We see them daily. We talk to them. We listen to their stories. We interview their parents, their wives, their coaches and teammates. We speak with certainty about their narratives, telling of their sadness and joy. We rave about their character in overcoming turmoil. We scorn them when they fail. We love when we find a common line that makes them seem like us. We assume they are motivated by the same principles that control us.
The charge brought down by Bristol County in the Commonwealth of Massachusetts speaks of something I never thought conceivable of an NFL star in the middle of a $40 million contract. The prosecution says he orchestrated an execution-style killing of a friend. The Boston police reportedly have reason to believe the killing is related to a double homicide lingering unsolved from last summer.
If this is all true then we really don't know these athletes we cover. It makes sense that out of the more than 3,000 players who touch an NFL roster each year there will be men capable of killing another human being. Some have. But those crimes have usually been in the moment, in fits of passion. Perhaps I am naive, yet I never considered it possible that a player so gifted and set for life would order hits like a common gangster. I never thought a man with so much to lose would be that reckless as to dispassionately settle a barroom dispute with a pistol.

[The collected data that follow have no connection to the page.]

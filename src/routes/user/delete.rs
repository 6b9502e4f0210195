use crate::db;
use crate::db::UserStore;
use crate::helpers::JsonMessage;
use actix_web::{delete, error, web, HttpResponse, Responder, Result};
use uuid::Uuid;

#[tracing::instrument(name = "Delete user.")]
#[delete("/{id}")]
pub async fn delete_handler(
    path: web::Path<(Uuid,)>,
    store: web::Data<UserStore>,
) -> Result<impl Responder> {
    let user_id = path.0;
    db::user::delete(store.get_ref(), user_id)
        .await
        .map(|removed| match removed {
            Some(_) => HttpResponse::Ok().json(JsonMessage::new("user removed")),
            None => HttpResponse::Ok().json(JsonMessage::new("user not found")),
        })
        .map_err(error::ErrorInternalServerError)
}
use crate::db;
use crate::db::UserStore;
use crate::forms;
use crate::models;
use actix_web::{error, post, web, Responder, Result};

#[tracing::instrument(name = "Add user.")]
#[post("")]
pub async fn add_handler(
    form: web::Json<forms::User>,
    store: web::Data<UserStore>,
) -> Result<impl Responder> {
    let user: models::User = form.into_inner().into();
    db::user::insert(store.get_ref(), user)
        .await
        .map(web::Json)
        .map_err(error::ErrorInternalServerError)
}
use serde_derive::Serialize;

// Lookup failures are reported as a normal payload, not as an HTTP error.
#[derive(Serialize, Debug)]
pub(crate) struct JsonMessage {
    pub(crate) message: String,
}

impl JsonMessage {
    pub(crate) fn new(message: &str) -> Self {
        JsonMessage {
            message: message.to_string(),
        }
    }
}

If all the investigations and allegations turn out to be true, what must have been broiling inside the head of Aaron Hernandez these last few months? What must every media encounter have been like? Did he wonder if he would be asked about the bodies on the street in Boston? Did he imagine a day where the police would come and pull him from his house and throw him before a judge and be told his freedom would be gone?
All these questions race through my head as I think about the face on the side of the field in Foxborough. The fact the topic was Tebow – who might be the most polarizing athlete to appear on a field – is all but forgotten now. All I remember is the face stoic, irritated and impatient all at once.
I've thought a lot about that interview. A face that wanted to be gone from that moment. A face that never goes away.